NES had more than 500 users and twenty nine sites. The NES and GridPP were the two organisations that made up the UK NGI the organisation which was the UK's point of contact with the European Grid Infrastructure.

Prior to the NES, the UK e-Science programme funded a Grid Support Centre and later the Grid Operations Support Centre (GOSC). These provided support for end users to use and develop grid computing.

Following the UK Engineering Task Force developing the so-called 'Level 2 Grid', which was an ad hoc collection of individual institutes committing a variety of compute resources for grid computing, the NES was funded to develop this into a full service. Initially called the ETFp Grid, or Engineering Task Force Production Grid, it became known as the National Grid Service.
Hardware was purchased and installed by February 2004, and a web site appeared by April 2004.
During phase 1, from October 2004 to September 2006, it worked with the separately funded Grid Operations Support Centre (GOSC).
By the start of phase two in October 2006, the NGS and the GOSC merged under the single project name NES. The NES had a third phase which ran through September 2011.

== Services==
The NES provided free-to-use services to UK academic researchers:

- The UK e-Science Certificate Authority, which provides digital certificates to identify UK Grid users.
- A web portal which provided a graphical method for submitting jobs.
- A resource broker, which can determine the best site or cluster for a submitted job based on its requirements and the current workloads.
- GSI-SSHTerm, a Java-based terminal used to give command-line access NES resources using Grid Security Infrastructure Secure Shell.
- Oracle databases.
- Another portal, based on P-GRADE Portal technology, for creation, execution and monitoring of sequential and parallel jobs.

=== Partner Sites ===
The NES had the following partner sites:
- Cardiff University
- University of Glasgow Computing Service
- University of Glasgow ScotGrid
- Lancaster University
- University of Manchester
- University of Oxford
- Queen's University Belfast
- Rutherford Appleton Laboratory (STFC/RAL)
- University of Westminster
- White Rose Grid (University of Leeds)

=== Affiliate Sites ===
Affiliate sites provided resources to the NES but with more conditions. Sometimes they provide access to their own users through the common NGS interfaces. Members of the GridPP collaboration also offered resources.
- University of Birmingham (GridPP)
- University of Bristol
- Brunel University (GridPP)
- Durham University (GridPP)
- University of Edinburgh (ECDF)
- University of Huddersfield
- Imperial College London (GridPP)
- Keele University
- University of Liverpool(GridPP)
- University of Manchester (GridPP)
- University of Oxford (GridPP)
- Queen Mary, University of London (GridPP)
- University of Reading
- Royal Holloway, University of London (GridPP)
- University of Sheffield
- University of Southampton
- STFC SCARF
- STFC Ceramics and Minerals Consortium (Mott) VO
- University of York (White Rose Grid at York)

== Research==

All academics in the UK could apply for a free account on the NES. The science and research ranged from the permeation of drugs through a membrane to the welfare of ethnic minority groups in the United Kingdom. Other applications included modelling the coastal oceans, modelling of HIV mutations, research into cameras for imaging patients during cancer treatments and simulating galaxy formation.

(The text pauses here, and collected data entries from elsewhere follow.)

//! Substantive-comment classifier behind the audience-quality score.
//!
//! A comment is substantive when, after `@mentions` and links are removed,
//! it
//! - is at least `min_chars` characters long (trimmed),
//! - contains at least two words with letters in them,
//! - uses more than three distinct letters or digits (rules out
//!   `hahahahaha`, `!!!!!!!!!!!!`, emoji runs),
//! - and matches none of the engagement-bait patterns.

use std::collections::HashSet;
use std::sync::LazyLock;

static MENTION_OR_LINK: LazyLock<regex::Regex> = LazyLock::new(|| {
    regex::Regex::new(r"(?i)@[\w.]+|https?://\S+|www\.\S+").expect("valid mention regex")
});

/// Follow-for-follow, self-promotion, and giveaway bait.
static SPAM_PATTERNS: LazyLock<Vec<regex::Regex>> = LazyLock::new(|| {
    [
        r"(?i)\bfollow\s*(me|back|4\s*follow)\b",
        r"(?i)\b(f4f|l4l|s4s|sub4sub|like4like)\b",
        r"(?i)\bcheck\s+(out\s+)?my\s+(page|profile|bio|channel|account)\b",
        r"(?i)\blink\s+in\s+(my\s+)?bio\b",
        r"(?i)\b(dm|message)\s+(me\s+)?(for|to)\s+(collab|promo|business|more)\b",
        r"(?i)\b(free|win)\s+(followers|giveaway|gift\s*card)\b",
    ]
    .iter()
    .map(|p| regex::Regex::new(p).expect("valid spam regex"))
    .collect()
});

const MIN_WORDS: usize = 2;
const MIN_DISTINCT_ALNUM: usize = 4;

#[derive(Debug, Clone, Copy, PartialEq, Eq)]
pub struct CommentClassifier {
    min_chars: usize,
}

impl CommentClassifier {
    #[must_use]
    pub fn new(min_chars: usize) -> Self {
        Self { min_chars }
    }

    #[must_use]
    pub fn is_substantive(&self, text: &str) -> bool {
        let stripped = MENTION_OR_LINK.replace_all(text, " ");
        let body = stripped.trim();

        if body.chars().count() < self.min_chars {
            return false;
        }
        let words = body
            .split_whitespace()
            .filter(|w| w.chars().any(char::is_alphabetic))
            .count();
        if words < MIN_WORDS {
            return false;
        }
        let distinct: HashSet<char> = body
            .chars()
            .filter(|c| c.is_alphanumeric())
            .flat_map(char::to_lowercase)
            .collect();
        if distinct.len() < MIN_DISTINCT_ALNUM {
            return false;
        }
        !SPAM_PATTERNS.iter().any(|re| re.is_match(body))
    }
}

impl Default for CommentClassifier {
    fn default() -> Self {
        Self::new(12)
    }
}

#[cfg(test)]
mod tests {
    use super::*;

    fn substantive(text: &str) -> bool {
        CommentClassifier::default().is_substantive(text)
    }

    #[test]
    fn real_questions_and_reactions_count() {
        assert!(substantive("which sunscreen do you use for oily skin?"));
        assert!(substantive("tried the toner tip and it really works"));
        assert!(substantive("Ce sérum a changé ma peau"));
    }

    #[test]
    fn short_comments_do_not_count() {
        assert!(!substantive("so cute"));
        assert!(!substantive("first!!!!!!!!!!!"));
    }

    #[test]
    fn emoji_and_laughter_runs_do_not_count() {
        assert!(!substantive("😍😍😍😍😍😍😍😍😍😍😍😍"));
        assert!(!substantive("hahahahaha hahahaha"));
        assert!(!substantive("lol lol lol lol lol"));
    }

    #[test]
    fn mentions_and_links_are_not_content() {
        assert!(!substantive("@bestie @skinqueen @glowgirl"));
        assert!(!substantive("omg https://shop.example.com/deal?id=123"));
    }

    #[test]
    fn engagement_bait_is_spam() {
        assert!(!substantive("great video!! follow me back please"));
        assert!(!substantive("check out my page for skincare tips"));
        assert!(!substantive("f4f anyone? let's grow together"));
        assert!(!substantive("dm me for collab opportunities babe"));
    }

    #[test]
    fn threshold_is_configurable() {
        let strict = CommentClassifier::new(40);
        assert!(!strict.is_substantive("love how gentle the cleanser feels"));
        assert!(CommentClassifier::new(5).is_substantive("love it so much"));
    }
}
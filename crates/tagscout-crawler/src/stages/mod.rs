//! The four collection stages and the worker machinery they share.

mod comments;
mod content;
mod discovery;
mod profiles;

use std::fmt;
use std::sync::{Arc, Mutex, MutexGuard};

use async_trait::async_trait;
use futures::future::BoxFuture;
use percent_encoding::{utf8_percent_encode, NON_ALPHANUMERIC};
use serde::Serialize;
use serde_json::Value;
use tagscout_core::{CommentSample, CrawlConfig, InfluencerProfile, Post};
use tokio::sync::mpsc;
use tokio_util::sync::CancellationToken;

use crate::breaker::CircuitBreaker;
use crate::clean::RecordCleaner;
use crate::engine::{BrowsingEngine, SCROLL_QUERY};
use crate::error::CrawlError;
use crate::pacing::ActionKind;
use crate::parse::collect_payloads;
use crate::retry::{ActionFailure, Attempted, RetryCoordinator, RetryPolicy};
use crate::session::SessionManager;
use crate::summary::StageCounters;

pub(crate) use comments::CommentStage;
pub(crate) use content::ContentStage;
pub(crate) use discovery::DiscoveryStage;
pub(crate) use profiles::ProfileStage;

#[derive(Debug, Clone, Copy, PartialEq, Eq, Hash, Serialize)]
#[serde(rename_all = "snake_case")]
pub enum Stage {
    Discovery,
    ProfileCollection,
    ContentCollection,
    CommentCollection,
}

impl Stage {
    pub const ALL: [Stage; 4] = [
        Stage::Discovery,
        Stage::ProfileCollection,
        Stage::ContentCollection,
        Stage::CommentCollection,
    ];
}

impl fmt::Display for Stage {
    fn fmt(&self, f: &mut fmt::Formatter<'_>) -> fmt::Result {
        f.write_str(match self {
            Self::Discovery => "discovery",
            Self::ProfileCollection => "profile_collection",
            Self::ContentCollection => "content_collection",
            Self::CommentCollection => "comment_collection",
        })
    }
}

#[must_use]
pub fn search_url(origin: &str, term: &str) -> String {
    format!(
        "{}/search?q={}",
        origin.trim_end_matches('/'),
        utf8_percent_encode(term, NON_ALPHANUMERIC)
    )
}

#[must_use]
pub fn profile_url(origin: &str, handle: &str) -> String {
    format!("{}/@{handle}", origin.trim_end_matches('/'))
}

#[must_use]
pub fn post_url(origin: &str, handle: &str, post_id: &str) -> String {
    format!("{}/@{handle}/video/{post_id}", origin.trim_end_matches('/'))
}

/// Navigate to `url` and parse the `endpoint` payloads the page load
/// triggered. Responses left over from the previous page are discarded.
pub(crate) fn open_page<T, P>(
    url: String,
    endpoint: &'static str,
    parse: P,
) -> impl for<'e> Fn(&'e dyn BrowsingEngine) -> BoxFuture<'e, Result<Vec<T>, CrawlError>> + Send + Sync
where
    T: Send + 'static,
    P: Fn(&Value) -> Result<Vec<T>, CrawlError> + Clone + Send + Sync + 'static,
{
    move |engine| {
        let url = url.clone();
        let parse = parse.clone();
        Box::pin(async move {
            engine.intercepted_responses().await?;
            engine.navigate(&url).await?;
            let responses = engine.intercepted_responses().await?;
            collect_payloads(&responses, endpoint, parse)
        })
    }
}

/// Scroll the current page one viewport and parse the `endpoint`
/// payloads that loaded.
pub(crate) fn scroll_page<T, P>(
    endpoint: &'static str,
    parse: P,
) -> impl for<'e> Fn(&'e dyn BrowsingEngine) -> BoxFuture<'e, Result<Vec<T>, CrawlError>> + Send + Sync
where
    T: Send + 'static,
    P: Fn(&Value) -> Result<Vec<T>, CrawlError> + Clone + Send + Sync + 'static,
{
    move |engine| {
        let parse = parse.clone();
        Box::pin(async move {
            engine.extract(SCROLL_QUERY).await?;
            let responses = engine.intercepted_responses().await?;
            collect_payloads(&responses, endpoint, parse)
        })
    }
}

/// Accepted records gathered across all stages.
#[derive(Debug, Default)]
pub(crate) struct Collected {
    pub profiles: Vec<InfluencerProfile>,
    pub posts: Vec<Post>,
    pub comments: Vec<CommentSample>,
}

/// Run-wide state every stage handler reads.
pub(crate) struct StageContext {
    pub session: Arc<SessionManager>,
    pub config: Arc<CrawlConfig>,
    pub cleaner: Mutex<RecordCleaner>,
    pub collected: Mutex<Collected>,
    pub origin: String,
}

impl StageContext {
    pub fn cleaner(&self) -> MutexGuard<'_, RecordCleaner> {
        self.cleaner
            .lock()
            .unwrap_or_else(std::sync::PoisonError::into_inner)
    }

    pub fn collected(&self) -> MutexGuard<'_, Collected> {
        self.collected
            .lock()
            .unwrap_or_else(std::sync::PoisonError::into_inner)
    }
}

/// One worker of a stage pool: its own pacing and retry state plus the
/// stage's shared breaker and counters.
pub(crate) struct StageWorker {
    pub stage: Stage,
    pub counters: Arc<StageCounters>,
    breaker: Arc<CircuitBreaker>,
    retry: RetryCoordinator,
    policy: RetryPolicy,
    cancel: CancellationToken,
}

impl StageWorker {
    pub fn new(
        stage: Stage,
        counters: Arc<StageCounters>,
        breaker: Arc<CircuitBreaker>,
        retry: RetryCoordinator,
        policy: RetryPolicy,
        cancel: CancellationToken,
    ) -> Self {
        Self {
            stage,
            counters,
            breaker,
            retry,
            policy,
            cancel,
        }
    }

    /// Breaker admission, pacing delay, then the retried session action.
    pub async fn act<T, F>(
        &mut self,
        session: &SessionManager,
        kind: ActionKind,
        action: F,
    ) -> Result<Attempted<T>, ActionFailure>
    where
        F: for<'e> Fn(&'e dyn BrowsingEngine) -> BoxFuture<'e, Result<T, CrawlError>> + Send + Sync,
        T: Send,
    {
        self.breaker
            .admit(&self.cancel)
            .await
            .map_err(ActionFailure::Aborted)?;
        if let Err(e) = self.retry.pace(kind).await {
            self.breaker.record_aborted();
            return Err(ActionFailure::Aborted(e));
        }

        let outcome = self
            .retry
            .execute(kind, &self.policy, || session.run(kind, &action))
            .await;

        match &outcome {
            Ok(attempted) => {
                if attempted.recovered() {
                    self.counters.recovered();
                }
                self.breaker.record_success();
            }
            Err(ActionFailure::Skipped(_)) => self.breaker.record_failure(),
            Err(ActionFailure::Exhausted { attempts, last }) => {
                tracing::warn!(
                    stage = %self.stage,
                    %kind,
                    attempts,
                    error = %last,
                    "retries exhausted"
                );
                if kind != ActionKind::Scroll {
                    self.counters.exhausted();
                }
                self.breaker.record_failure();
            }
            Err(ActionFailure::Aborted(_)) => self.breaker.record_aborted(),
        }
        outcome
    }

    /// One follow-up scroll on the current page.
    ///
    /// A failed scroll ends pagination for the item (`Ok(None)`) and keeps
    /// what was already gathered; only an abort propagates. The failure is
    /// counted under `scrolls_abandoned` and still feeds the breaker.
    pub async fn scroll<T, P>(
        &mut self,
        session: &SessionManager,
        endpoint: &'static str,
        parse: P,
    ) -> Result<Option<Vec<T>>, ActionFailure>
    where
        T: Send + 'static,
        P: Fn(&Value) -> Result<Vec<T>, CrawlError> + Clone + Send + Sync + 'static,
    {
        match self
            .act(session, ActionKind::Scroll, scroll_page(endpoint, parse))
            .await
        {
            Ok(page) => Ok(Some(page.value)),
            Err(ActionFailure::Aborted(e)) => Err(ActionFailure::Aborted(e)),
            Err(e) => {
                self.counters.scroll_abandoned();
                tracing::debug!(stage = %self.stage, error = %e, "scroll failed, ending pagination");
                Ok(None)
            }
        }
    }

    /// Push `item` to the next stage, waiting for queue space.
    pub async fn forward<T: Send>(
        &self,
        tx: &mpsc::Sender<T>,
        item: T,
    ) -> Result<(), ActionFailure> {
        tokio::select! {
            biased;
            () = self.cancel.cancelled() => Err(ActionFailure::Aborted(CrawlError::Cancelled)),
            sent = tx.send(item) => sent.map_err(|_| ActionFailure::Aborted(CrawlError::Cancelled)),
        }
    }
}

/// Per-item work of one stage.
#[async_trait]
pub(crate) trait StageHandler: Clone + Send + Sync + 'static {
    type Input: Send + 'static;

    async fn handle(&self, worker: &mut StageWorker, input: Self::Input)
        -> Result<(), ActionFailure>;
}

pub(crate) type SharedReceiver<T> = Arc<tokio::sync::Mutex<mpsc::Receiver<T>>>;

/// Drain the stage queue until it closes or the run is cancelled.
pub(crate) async fn run_worker<H: StageHandler>(
    handler: H,
    mut worker: StageWorker,
    queue: SharedReceiver<H::Input>,
    id: usize,
) {
    let stage = worker.stage;
    tracing::debug!(%stage, worker = id, "worker started");
    loop {
        let next = {
            let mut rx = tokio::select! {
                biased;
                () = worker.cancel.cancelled() => break,
                rx = queue.lock() => rx,
            };
            tokio::select! {
                biased;
                () = worker.cancel.cancelled() => None,
                item = rx.recv() => item,
            }
        };
        let Some(input) = next else {
            break;
        };

        match handler.handle(&mut worker, input).await {
            Ok(()) | Err(ActionFailure::Exhausted { .. }) => {}
            Err(ActionFailure::Skipped(e)) => {
                worker.counters.skipped();
                tracing::debug!(%stage, error = %e, "item skipped");
            }
            Err(ActionFailure::Aborted(e)) => {
                tracing::debug!(%stage, worker = id, error = %e, "worker stopping");
                break;
            }
        }
    }
    tracing::debug!(%stage, worker = id, "worker finished");
}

As an example use of NES, "The motivation, methodology and implementation of an e-Social Science pilot demonstrator project entitled: Grid Enabled Micro-econometric Data Analysis (GEMEDA). This used the NES to investigate a policy relevant social science issue: the welfare of ethnic minority groups in the United Kingdom. The underlying problem is that of a statistical analysis that uses quantitative data from more than one source. The application of grid technology to this problem allows one to integrate elements of the required empirical modelling process: data extraction, data transfer, statistical computation and results presentation, in a manner that is transparent to a casual user".

Examples of research using the NES were published in 2006 through 2011.